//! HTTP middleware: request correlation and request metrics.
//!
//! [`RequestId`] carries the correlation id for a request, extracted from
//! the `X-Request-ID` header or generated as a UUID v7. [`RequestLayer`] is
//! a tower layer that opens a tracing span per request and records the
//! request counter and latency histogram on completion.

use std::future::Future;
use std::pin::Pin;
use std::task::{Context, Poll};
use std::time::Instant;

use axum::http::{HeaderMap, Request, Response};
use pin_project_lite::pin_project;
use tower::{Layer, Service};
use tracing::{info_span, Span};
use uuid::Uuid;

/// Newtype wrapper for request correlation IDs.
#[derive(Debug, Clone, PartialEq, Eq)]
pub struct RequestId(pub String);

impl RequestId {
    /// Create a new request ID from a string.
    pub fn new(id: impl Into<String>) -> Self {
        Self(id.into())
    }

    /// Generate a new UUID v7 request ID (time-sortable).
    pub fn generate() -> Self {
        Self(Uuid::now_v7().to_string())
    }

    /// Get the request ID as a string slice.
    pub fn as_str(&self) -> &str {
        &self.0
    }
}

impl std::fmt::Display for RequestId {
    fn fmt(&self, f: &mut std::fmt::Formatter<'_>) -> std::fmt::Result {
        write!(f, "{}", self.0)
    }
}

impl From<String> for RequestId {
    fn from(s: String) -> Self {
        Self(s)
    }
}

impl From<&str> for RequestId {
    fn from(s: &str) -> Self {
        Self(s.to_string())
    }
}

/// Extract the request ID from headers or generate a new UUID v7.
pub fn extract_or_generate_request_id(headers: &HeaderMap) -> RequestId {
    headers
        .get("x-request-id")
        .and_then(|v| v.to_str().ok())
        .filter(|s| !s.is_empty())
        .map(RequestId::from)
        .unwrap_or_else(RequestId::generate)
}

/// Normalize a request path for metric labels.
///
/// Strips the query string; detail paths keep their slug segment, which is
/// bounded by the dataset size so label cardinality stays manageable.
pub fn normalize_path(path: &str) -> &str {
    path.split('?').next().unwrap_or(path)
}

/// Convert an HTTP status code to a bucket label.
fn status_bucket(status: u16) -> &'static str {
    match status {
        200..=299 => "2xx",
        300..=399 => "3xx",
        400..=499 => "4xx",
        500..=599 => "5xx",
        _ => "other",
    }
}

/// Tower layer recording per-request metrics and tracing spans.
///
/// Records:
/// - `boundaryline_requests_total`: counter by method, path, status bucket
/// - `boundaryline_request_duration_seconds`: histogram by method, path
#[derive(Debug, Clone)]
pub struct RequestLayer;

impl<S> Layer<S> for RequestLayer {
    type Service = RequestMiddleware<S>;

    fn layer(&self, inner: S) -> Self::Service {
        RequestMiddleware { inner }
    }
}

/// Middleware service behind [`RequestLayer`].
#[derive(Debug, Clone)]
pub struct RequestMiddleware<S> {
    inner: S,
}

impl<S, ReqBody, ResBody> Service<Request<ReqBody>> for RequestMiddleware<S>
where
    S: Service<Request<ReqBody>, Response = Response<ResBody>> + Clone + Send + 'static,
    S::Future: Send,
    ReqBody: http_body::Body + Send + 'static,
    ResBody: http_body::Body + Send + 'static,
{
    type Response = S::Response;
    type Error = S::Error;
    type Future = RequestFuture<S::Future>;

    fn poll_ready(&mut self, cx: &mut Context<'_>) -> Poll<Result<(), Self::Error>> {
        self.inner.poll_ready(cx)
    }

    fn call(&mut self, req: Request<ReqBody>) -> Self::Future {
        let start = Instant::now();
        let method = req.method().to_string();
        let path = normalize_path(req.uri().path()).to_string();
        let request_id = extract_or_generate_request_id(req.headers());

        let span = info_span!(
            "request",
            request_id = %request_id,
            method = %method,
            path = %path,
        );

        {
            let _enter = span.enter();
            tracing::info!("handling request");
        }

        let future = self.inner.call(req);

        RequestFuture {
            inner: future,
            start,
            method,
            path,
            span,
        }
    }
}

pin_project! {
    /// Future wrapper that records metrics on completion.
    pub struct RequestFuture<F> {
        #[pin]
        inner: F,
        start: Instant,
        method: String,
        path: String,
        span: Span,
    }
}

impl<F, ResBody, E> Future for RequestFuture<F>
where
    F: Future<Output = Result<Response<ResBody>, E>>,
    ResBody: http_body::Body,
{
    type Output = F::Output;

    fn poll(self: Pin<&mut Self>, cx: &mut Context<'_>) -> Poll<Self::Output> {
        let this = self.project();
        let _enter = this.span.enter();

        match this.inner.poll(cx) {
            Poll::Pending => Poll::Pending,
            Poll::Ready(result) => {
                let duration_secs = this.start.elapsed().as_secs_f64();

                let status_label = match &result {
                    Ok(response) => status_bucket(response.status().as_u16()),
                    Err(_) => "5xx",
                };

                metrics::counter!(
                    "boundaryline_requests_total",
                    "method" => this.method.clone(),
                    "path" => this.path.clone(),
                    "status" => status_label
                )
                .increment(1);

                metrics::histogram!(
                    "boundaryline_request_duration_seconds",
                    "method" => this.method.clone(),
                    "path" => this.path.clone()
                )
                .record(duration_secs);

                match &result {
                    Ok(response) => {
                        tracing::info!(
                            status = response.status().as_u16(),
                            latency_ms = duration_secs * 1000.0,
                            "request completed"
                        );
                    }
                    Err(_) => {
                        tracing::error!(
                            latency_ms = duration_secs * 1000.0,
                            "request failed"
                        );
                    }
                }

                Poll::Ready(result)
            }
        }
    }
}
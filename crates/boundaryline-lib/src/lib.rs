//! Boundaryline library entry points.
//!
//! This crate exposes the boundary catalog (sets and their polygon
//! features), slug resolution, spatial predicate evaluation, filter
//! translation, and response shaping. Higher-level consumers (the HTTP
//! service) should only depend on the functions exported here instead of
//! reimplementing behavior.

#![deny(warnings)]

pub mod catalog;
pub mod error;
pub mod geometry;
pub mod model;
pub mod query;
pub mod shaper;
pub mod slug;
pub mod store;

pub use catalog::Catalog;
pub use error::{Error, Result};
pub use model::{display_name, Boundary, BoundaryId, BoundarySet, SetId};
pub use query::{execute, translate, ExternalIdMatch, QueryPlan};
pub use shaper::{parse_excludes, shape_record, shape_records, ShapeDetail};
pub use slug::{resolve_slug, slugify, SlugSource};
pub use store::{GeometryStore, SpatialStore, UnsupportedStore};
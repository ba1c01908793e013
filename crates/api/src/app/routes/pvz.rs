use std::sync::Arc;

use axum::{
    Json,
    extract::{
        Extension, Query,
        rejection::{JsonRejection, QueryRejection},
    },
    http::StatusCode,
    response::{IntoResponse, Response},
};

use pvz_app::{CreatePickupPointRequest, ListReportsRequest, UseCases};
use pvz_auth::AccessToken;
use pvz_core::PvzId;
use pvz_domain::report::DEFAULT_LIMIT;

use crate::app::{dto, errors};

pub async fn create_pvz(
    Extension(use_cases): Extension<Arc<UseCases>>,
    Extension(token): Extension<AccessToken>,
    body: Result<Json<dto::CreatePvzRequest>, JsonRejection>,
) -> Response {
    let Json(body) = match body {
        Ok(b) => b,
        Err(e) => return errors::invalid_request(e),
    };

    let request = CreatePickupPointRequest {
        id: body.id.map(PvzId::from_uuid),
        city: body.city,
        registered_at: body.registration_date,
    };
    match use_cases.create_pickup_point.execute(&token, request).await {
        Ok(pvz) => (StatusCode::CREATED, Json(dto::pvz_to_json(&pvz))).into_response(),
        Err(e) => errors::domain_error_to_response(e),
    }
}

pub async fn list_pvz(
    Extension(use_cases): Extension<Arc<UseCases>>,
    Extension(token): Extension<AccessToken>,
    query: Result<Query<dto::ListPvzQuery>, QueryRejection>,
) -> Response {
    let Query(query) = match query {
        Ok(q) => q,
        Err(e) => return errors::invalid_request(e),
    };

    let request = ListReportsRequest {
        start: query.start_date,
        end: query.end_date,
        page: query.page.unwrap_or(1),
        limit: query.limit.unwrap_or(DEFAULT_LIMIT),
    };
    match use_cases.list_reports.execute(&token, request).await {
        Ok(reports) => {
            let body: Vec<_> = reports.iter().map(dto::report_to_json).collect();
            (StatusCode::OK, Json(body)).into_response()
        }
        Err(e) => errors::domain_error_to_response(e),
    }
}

────────────────────────────────────────

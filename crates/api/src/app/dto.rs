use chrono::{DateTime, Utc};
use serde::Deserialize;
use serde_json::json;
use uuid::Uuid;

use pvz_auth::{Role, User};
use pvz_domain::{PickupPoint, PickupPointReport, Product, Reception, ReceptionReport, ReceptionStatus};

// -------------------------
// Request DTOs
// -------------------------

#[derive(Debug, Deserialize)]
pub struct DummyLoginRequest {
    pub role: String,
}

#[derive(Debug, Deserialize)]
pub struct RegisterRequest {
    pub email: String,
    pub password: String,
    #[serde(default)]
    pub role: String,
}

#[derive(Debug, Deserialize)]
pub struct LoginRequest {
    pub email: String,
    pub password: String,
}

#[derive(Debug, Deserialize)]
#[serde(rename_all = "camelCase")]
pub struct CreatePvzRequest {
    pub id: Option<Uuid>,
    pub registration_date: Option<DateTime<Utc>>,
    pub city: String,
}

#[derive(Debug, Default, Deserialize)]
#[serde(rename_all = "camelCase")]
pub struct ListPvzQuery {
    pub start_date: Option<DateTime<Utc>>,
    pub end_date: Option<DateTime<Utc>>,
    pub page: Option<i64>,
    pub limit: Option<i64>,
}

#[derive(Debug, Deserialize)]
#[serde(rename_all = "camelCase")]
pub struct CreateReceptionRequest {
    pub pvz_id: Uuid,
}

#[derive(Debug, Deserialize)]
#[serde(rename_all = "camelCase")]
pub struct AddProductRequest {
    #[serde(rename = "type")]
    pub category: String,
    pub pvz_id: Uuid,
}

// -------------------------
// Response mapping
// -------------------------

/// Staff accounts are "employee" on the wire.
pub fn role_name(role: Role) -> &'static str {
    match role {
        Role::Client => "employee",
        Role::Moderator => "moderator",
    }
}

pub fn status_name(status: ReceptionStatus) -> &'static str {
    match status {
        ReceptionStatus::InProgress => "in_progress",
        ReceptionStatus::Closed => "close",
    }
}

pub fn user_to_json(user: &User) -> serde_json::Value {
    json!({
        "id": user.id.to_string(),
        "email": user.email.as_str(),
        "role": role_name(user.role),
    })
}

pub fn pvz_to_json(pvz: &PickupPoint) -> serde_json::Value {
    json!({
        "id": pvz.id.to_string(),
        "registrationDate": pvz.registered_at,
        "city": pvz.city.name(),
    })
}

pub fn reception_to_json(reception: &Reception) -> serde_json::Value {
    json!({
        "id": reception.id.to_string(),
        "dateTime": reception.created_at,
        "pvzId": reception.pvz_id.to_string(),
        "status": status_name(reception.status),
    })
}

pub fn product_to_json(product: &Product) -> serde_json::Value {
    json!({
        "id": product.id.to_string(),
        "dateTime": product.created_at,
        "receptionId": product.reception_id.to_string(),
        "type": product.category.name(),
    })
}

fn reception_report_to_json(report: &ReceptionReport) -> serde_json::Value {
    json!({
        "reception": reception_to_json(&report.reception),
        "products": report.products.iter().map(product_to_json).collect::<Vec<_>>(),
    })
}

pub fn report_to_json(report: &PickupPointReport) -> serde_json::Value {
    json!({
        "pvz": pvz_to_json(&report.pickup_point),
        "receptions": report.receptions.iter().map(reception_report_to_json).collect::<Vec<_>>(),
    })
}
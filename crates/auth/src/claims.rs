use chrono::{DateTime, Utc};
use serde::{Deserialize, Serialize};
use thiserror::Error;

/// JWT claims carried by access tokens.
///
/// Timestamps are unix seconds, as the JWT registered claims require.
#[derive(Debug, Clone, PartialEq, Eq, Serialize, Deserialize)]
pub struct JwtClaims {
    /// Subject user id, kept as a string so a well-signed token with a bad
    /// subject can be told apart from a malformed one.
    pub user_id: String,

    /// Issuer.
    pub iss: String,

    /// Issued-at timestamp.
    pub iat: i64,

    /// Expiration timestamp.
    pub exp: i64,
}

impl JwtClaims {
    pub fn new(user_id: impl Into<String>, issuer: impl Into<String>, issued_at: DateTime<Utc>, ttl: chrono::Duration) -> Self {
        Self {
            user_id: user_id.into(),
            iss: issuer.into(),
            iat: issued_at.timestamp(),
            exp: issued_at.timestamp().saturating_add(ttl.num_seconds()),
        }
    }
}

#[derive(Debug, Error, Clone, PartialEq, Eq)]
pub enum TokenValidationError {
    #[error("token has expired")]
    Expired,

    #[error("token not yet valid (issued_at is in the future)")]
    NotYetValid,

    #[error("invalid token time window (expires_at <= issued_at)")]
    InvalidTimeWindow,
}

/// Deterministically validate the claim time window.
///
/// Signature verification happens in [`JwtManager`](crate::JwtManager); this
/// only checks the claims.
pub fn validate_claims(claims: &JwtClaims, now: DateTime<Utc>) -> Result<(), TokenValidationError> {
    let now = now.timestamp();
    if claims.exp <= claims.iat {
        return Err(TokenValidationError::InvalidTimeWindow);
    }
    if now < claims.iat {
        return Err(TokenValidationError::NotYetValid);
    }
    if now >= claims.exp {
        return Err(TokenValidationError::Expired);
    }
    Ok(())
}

────────────────────────────────────────

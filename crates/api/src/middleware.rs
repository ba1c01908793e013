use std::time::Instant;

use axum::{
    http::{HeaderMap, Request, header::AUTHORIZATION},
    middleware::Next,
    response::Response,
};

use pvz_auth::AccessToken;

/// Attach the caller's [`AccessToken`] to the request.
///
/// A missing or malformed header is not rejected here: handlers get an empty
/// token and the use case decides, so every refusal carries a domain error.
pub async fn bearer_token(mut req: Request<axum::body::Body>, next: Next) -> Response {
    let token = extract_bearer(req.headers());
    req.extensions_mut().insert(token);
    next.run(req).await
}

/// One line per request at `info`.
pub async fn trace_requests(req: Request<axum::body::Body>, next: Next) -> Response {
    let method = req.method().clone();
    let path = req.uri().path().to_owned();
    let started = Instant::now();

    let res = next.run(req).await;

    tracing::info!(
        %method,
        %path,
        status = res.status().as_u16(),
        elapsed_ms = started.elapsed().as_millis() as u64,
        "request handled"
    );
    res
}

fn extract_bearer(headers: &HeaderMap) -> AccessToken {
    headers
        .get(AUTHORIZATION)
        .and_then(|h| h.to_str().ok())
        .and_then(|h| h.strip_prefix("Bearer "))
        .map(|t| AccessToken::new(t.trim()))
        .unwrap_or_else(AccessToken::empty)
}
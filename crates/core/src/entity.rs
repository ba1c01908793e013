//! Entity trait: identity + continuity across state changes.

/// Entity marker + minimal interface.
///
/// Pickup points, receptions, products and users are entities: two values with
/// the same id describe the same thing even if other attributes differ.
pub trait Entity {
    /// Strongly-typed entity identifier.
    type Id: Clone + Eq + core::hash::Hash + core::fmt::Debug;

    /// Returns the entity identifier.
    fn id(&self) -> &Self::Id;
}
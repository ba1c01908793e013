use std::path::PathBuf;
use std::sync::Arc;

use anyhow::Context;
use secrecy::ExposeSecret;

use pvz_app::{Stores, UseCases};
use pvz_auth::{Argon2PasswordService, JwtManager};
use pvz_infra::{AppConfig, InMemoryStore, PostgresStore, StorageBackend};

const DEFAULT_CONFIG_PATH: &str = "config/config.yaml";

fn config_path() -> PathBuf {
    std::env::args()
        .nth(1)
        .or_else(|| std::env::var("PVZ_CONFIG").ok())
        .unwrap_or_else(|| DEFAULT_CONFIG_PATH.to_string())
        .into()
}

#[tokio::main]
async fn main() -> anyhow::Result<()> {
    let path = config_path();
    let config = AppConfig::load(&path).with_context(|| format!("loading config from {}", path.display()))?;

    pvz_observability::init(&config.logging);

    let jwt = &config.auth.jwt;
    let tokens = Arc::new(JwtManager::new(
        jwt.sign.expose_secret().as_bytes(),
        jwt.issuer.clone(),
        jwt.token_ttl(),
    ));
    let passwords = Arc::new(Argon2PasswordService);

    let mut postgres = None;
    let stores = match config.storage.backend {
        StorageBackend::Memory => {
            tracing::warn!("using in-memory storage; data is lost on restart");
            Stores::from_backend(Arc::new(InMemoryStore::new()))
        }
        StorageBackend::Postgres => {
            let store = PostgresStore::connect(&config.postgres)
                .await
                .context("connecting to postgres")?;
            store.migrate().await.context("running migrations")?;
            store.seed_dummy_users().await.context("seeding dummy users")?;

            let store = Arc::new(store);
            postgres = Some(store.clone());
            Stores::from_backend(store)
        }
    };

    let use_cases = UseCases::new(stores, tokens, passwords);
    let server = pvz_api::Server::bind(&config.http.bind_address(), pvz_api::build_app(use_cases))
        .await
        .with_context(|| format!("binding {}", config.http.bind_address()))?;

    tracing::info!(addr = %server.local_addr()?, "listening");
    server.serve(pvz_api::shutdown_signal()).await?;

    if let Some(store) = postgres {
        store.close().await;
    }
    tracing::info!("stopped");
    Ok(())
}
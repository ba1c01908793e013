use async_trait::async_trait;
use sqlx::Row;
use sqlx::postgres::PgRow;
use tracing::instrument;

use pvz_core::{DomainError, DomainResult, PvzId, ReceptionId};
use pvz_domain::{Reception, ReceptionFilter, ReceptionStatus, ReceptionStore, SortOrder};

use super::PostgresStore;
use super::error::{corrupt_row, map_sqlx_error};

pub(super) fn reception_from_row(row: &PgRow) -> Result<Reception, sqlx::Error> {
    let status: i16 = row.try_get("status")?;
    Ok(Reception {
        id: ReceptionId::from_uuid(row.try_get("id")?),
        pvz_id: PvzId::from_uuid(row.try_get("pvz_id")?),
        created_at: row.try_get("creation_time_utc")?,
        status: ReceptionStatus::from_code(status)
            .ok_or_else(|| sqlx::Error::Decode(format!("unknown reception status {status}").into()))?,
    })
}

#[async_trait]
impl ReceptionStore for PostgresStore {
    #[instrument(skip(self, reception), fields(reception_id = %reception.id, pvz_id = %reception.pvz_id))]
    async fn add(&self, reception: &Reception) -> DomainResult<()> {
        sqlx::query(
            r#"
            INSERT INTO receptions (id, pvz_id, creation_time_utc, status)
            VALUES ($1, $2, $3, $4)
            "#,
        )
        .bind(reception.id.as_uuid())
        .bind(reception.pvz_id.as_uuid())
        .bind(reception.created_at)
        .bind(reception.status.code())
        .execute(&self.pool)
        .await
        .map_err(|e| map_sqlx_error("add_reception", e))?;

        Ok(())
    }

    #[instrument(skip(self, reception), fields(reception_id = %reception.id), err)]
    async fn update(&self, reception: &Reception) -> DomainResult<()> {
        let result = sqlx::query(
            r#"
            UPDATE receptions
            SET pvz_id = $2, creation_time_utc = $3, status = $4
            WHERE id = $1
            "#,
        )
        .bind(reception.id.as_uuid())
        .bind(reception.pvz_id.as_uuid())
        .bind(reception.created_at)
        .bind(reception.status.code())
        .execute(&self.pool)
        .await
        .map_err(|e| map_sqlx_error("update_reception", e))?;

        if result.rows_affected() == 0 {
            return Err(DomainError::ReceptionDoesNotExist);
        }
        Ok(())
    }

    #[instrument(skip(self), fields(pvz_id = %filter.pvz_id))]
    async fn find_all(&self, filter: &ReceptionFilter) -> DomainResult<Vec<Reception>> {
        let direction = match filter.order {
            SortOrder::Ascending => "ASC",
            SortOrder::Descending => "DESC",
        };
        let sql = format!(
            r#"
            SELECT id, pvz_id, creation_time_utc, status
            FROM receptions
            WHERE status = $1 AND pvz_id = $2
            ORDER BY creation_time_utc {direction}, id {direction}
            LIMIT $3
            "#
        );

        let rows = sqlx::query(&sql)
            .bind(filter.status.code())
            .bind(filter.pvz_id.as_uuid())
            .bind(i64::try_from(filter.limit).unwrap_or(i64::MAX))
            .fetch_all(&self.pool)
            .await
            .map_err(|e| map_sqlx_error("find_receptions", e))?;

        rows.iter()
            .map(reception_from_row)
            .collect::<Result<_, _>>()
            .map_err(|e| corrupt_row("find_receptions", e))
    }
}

────────────────────────────────────────

#### [Task prompt]
Beginning with the line holding "and request metrics." and ending with the line holding "a string slice.", write out the stretch of material above exactly; add no further lines.

#### [The answer]
//! HTTP middleware: request correlation and request metrics.
//!
//! [`RequestId`] carries the correlation id for a request, extracted from
//! the `X-Request-ID` header or generated as a UUID v7. [`RequestLayer`] is
//! a tower layer that opens a tracing span per request and records the
//! request counter and latency histogram on completion.

use std::future::Future;
use std::pin::Pin;
use std::task::{Context, Poll};
use std::time::Instant;

use axum::http::{HeaderMap, Request, Response};
use pin_project_lite::pin_project;
use tower::{Layer, Service};
use tracing::{info_span, Span};
use uuid::Uuid;

/// Newtype wrapper for request correlation IDs.
#[derive(Debug, Clone, PartialEq, Eq)]
pub struct RequestId(pub String);

impl RequestId {
    /// Create a new request ID from a string.
    pub fn new(id: impl Into<String>) -> Self {
        Self(id.into())
    }

    /// Generate a new UUID v7 request ID (time-sortable).
    pub fn generate() -> Self {
        Self(Uuid::now_v7().to_string())
    }

    /// Get the request ID as a string slice.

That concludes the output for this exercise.